A mock returns a fixed response you wrote in advance, so it can only confirm the behavior you already expected. A real sandbox runs the actual service logic, so it holds state across calls, enforces permissions, and produces the failures you did not think to script. That difference is where most production surprises come from.
What a mock actually does
When you mock an API, you replace the real service with a stub that returns a canned answer. Mocks are fast, cheap, and perfect for unit tests, because they let you check one narrow thing without any network. The catch is that a mock only knows what you told it. If you forgot that Stripe rejects a refund larger than the original charge, your mock will happily approve it, and the bug waits for production.
What a real sandbox does instead
A sandbox runs the real rules against a throwaway dataset. Create a customer and it is stored. Read it back and it is there. Try to refund more than you charged and it refuses, the same way the live API would. You are no longer testing your assumptions about the service, you are testing against the service.
When to use which
- Use mocks for unit tests, where you want speed and a single isolated assertion
- Use a sandbox for integration and workflow tests, where the point is whether the sequence of real actions holds together
They are not rivals. Mocks check that your code calls the API correctly. A sandbox, whether a vendor test mode like Stripe test mode and test cards or a dedicated cross-service environment, checks that the API accepts what your agent actually did.
The tools between a mock and production
This is a spectrum, not a binary, and the right point on it depends on how much realism a given test needs. From lightest to most realistic.
- Record and replay (Polly.js and VCR-style libraries) captures real responses once and plays them back deterministically. The payloads are real, but the state is frozen and it cannot produce a failure you did not record.
- Mock servers (WireMock, Mockoon) are programmable HTTP stubs with configurable delays and error responses. Good for exercising one service's failure paths, though they hold no real state and enforce none of the service's rules.
- Real dependencies in Docker (Testcontainers) run an actual Postgres, Redis, or Kafka inside the test. Genuinely realistic, but only for services with a self-hostable image, which leaves out SaaS like Stripe or Slack.
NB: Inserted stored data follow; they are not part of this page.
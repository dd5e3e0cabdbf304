use std::{collections::HashMap, env, path::PathBuf, time::Duration};

use secrecy::SecretString;

const DEFAULT_PORT: u16 = 3000;
const DEFAULT_BODY_LIMIT_MB: usize = 50;
const DEFAULT_REQUEST_TIMEOUT_SECS: u64 = 120;

const DEFAULT_IMAGE_API_BASE_URL: &str = "https://api.openai.com";
const DEFAULT_IMAGE_MODEL: &str = "gpt-image-1";

const DEFAULT_REPLICATE_BASE_URL: &str = "https://api.replicate.com";
const DEFAULT_REPLICATE_MODEL: &str = "black-forest-labs/flux-kontext-pro";
const DEFAULT_OUTPUT_FORMAT: &str = "png";
const DEFAULT_SAFETY_TOLERANCE: u8 = 2;

const DEFAULT_POLL_INTERVAL_MS: u64 = 2_000;
const DEFAULT_POLL_MAX_ATTEMPTS: u32 = 30;

/// Process-wide settings, resolved once at startup
#[derive(Debug, Clone)]
pub struct AppConfig {
    pub port: u16,
    pub static_dir: Option<PathBuf>,
    pub body_limit_bytes: usize,
    pub request_timeout: Duration,
    pub image_api: Option<ImageApiConfig>,
    pub replicate: Option<ReplicateConfig>,
    pub polling: PollingConfig,
    pub storage: StorageConfig,
}

/// OpenAI-compatible synchronous image endpoint
#[derive(Debug, Clone)]
pub struct ImageApiConfig {
    pub api_key: SecretString,
    pub base_url: String,
    pub model: String,
    pub size_param: SizeParam,
}

/// Which body field carries the requested frame
#[derive(Debug, Clone, Copy, PartialEq, Eq, Default)]
pub enum SizeParam {
    #[default]
    Size,
    AspectRatio,
}

/// Replicate-hosted prediction endpoint
#[derive(Debug, Clone)]
pub struct ReplicateConfig {
    pub api_token: SecretString,
    pub base_url: String,
    pub model: String,
    pub output_format: String,
    pub safety_tolerance: u8,
}

#[derive(Debug, Clone, Copy)]
pub struct PollingConfig {
    pub interval: Duration,
    pub max_attempts: u32,
}

impl Default for PollingConfig {
    fn default() -> Self {
        Self {
            interval: Duration::from_millis(DEFAULT_POLL_INTERVAL_MS),
            max_attempts: DEFAULT_POLL_MAX_ATTEMPTS,
        }
    }
}

/// S3-compatible bucket connection.
///
/// Every field stays optional here; the uploader checks them when an upload
/// is actually needed so text-only deployments run without a bucket.
#[derive(Debug, Clone, Default)]
pub struct StorageConfig {
    pub account_id: Option<String>,
    pub access_key_id: Option<SecretString>,
    pub secret_access_key: Option<SecretString>,
    pub bucket_name: Option<String>,
    pub public_base_url: Option<String>,
    pub endpoint: Option<String>,
}

impl AppConfig {
    /// Read the process environment, after loading `.env` if one exists
    pub fn from_env() -> Self {
        dotenvy::dotenv().ok();
        Self::from_lookup(|key| env::var(key).ok())
    }

    pub fn from_map(values: &HashMap<String, String>) -> Self {
        Self::from_lookup(|key| values.get(key).cloned())
    }

    pub fn from_lookup(lookup: impl Fn(&str) -> Option<String>) -> Self {
        let get = |key: &str| {
            lookup(key)
                .map(|value| value.trim().to_string())
                .filter(|value| !value.is_empty())
        };

        let image_api = get("IMAGE_API_KEY").map(|api_key| ImageApiConfig {
            api_key: SecretString::from(api_key),
            base_url: get("IMAGE_API_BASE_URL")
                .unwrap_or_else(|| DEFAULT_IMAGE_API_BASE_URL.to_string()),
            model: get("IMAGE_MODEL").unwrap_or_else(|| DEFAULT_IMAGE_MODEL.to_string()),
            size_param: match get("IMAGE_SIZE_PARAM").as_deref() {
                Some("aspect_ratio") => SizeParam::AspectRatio,
                _ => SizeParam::Size,
            },
        });

        let replicate = get("REPLICATE_API_TOKEN").map(|api_token| ReplicateConfig {
            api_token: SecretString::from(api_token),
            base_url: get("REPLICATE_BASE_URL")
                .unwrap_or_else(|| DEFAULT_REPLICATE_BASE_URL.to_string()),
            model: get("REPLICATE_MODEL").unwrap_or_else(|| DEFAULT_REPLICATE_MODEL.to_string()),
            output_format: get("REPLICATE_OUTPUT_FORMAT")
                .unwrap_or_else(|| DEFAULT_OUTPUT_FORMAT.to_string()),
            safety_tolerance: get("REPLICATE_SAFETY_TOLERANCE")
                .and_then(|value| value.parse().ok())
                .unwrap_or(DEFAULT_SAFETY_TOLERANCE),
        });

        let polling = PollingConfig {
            interval: get("POLL_INTERVAL_MS")
                .and_then(|value| value.parse().ok())
                .map(Duration::from_millis)
                .unwrap_or(Duration::from_millis(DEFAULT_POLL_INTERVAL_MS)),
            max_attempts: get("POLL_MAX_ATTEMPTS")
                .and_then(|value| value.parse().ok())
                .filter(|attempts: &u32| *attempts > 0)
                .unwrap_or(DEFAULT_POLL_MAX_ATTEMPTS),
        };

        let storage = StorageConfig {
            account_id: get("R2_ACCOUNT_ID"),
            access_key_id: get("R2_ACCESS_KEY_ID").map(SecretString::from),
            secret_access_key: get("R2_SECRET_ACCESS_KEY").map(SecretString::from),
            bucket_name: get("R2_BUCKET_NAME"),
            public_base_url: get("R2_PUBLIC_URL"),
            endpoint: get("R2_ENDPOINT"),
        };

        Self {
            port: get("PORT")
                .and_then(|value| value.parse().ok())
                .unwrap_or(DEFAULT_PORT),
            static_dir: get("STATIC_DIR").map(PathBuf::from),
            body_limit_bytes: get("BODY_LIMIT_MB")
                .and_then(|value| value.parse::<usize>().ok())
                .unwrap_or(DEFAULT_BODY_LIMIT_MB)
                .saturating_mul(1024 * 1024),
            request_timeout: Duration::from_secs(
                get("REQUEST_TIMEOUT_SECS")
                    .and_then(|value| value.parse().ok())
                    .unwrap_or(DEFAULT_REQUEST_TIMEOUT_SECS),
            ),
            image_api,
            replicate,
            polling,
            storage,
        }
    }

    pub fn bind_address(&self) -> String {
        format!("0.0.0.0:{}", self.port)
    }
}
- Vendor test modes (Stripe test mode and test cards, Salesforce Developer Edition and scratch orgs) are the real service's own sandbox. Accurate for that one service, but each is siloed and configured its own way.
- Cross-service replicas (Arga Labs) run connected, stateful twins of several SaaS at once, so a record created in one is visible from another and you can fail exactly one mid-workflow. Closest to production for a multi-service agent, and heavier to run than a mock.
Most teams end up with a mix. A mock for the unit test, a mock server or a recording for one service's edge cases, and a replica when the thing under test is a workflow that crosses several services.
When a mock is the right choice
Do not reach for a sandbox reflexively. A mock is the better tool when:
- You are unit-testing your own code paths (retry logic, error handling, parsing) and want to force a specific response, including ones that are hard to trigger for real
- You need determinism and millisecond speed on every commit, with no network
- The service has no usable test environment, so a mock is the only option short of hitting production
The failure mode is trusting a mock beyond its remit. A mock only knows what you told it, so it cannot catch a rule you did not know about (a refund larger than the charge, a required field, a permission you lack). Use mocks to test your code, and a sandbox to test the integration. Most real suites use both.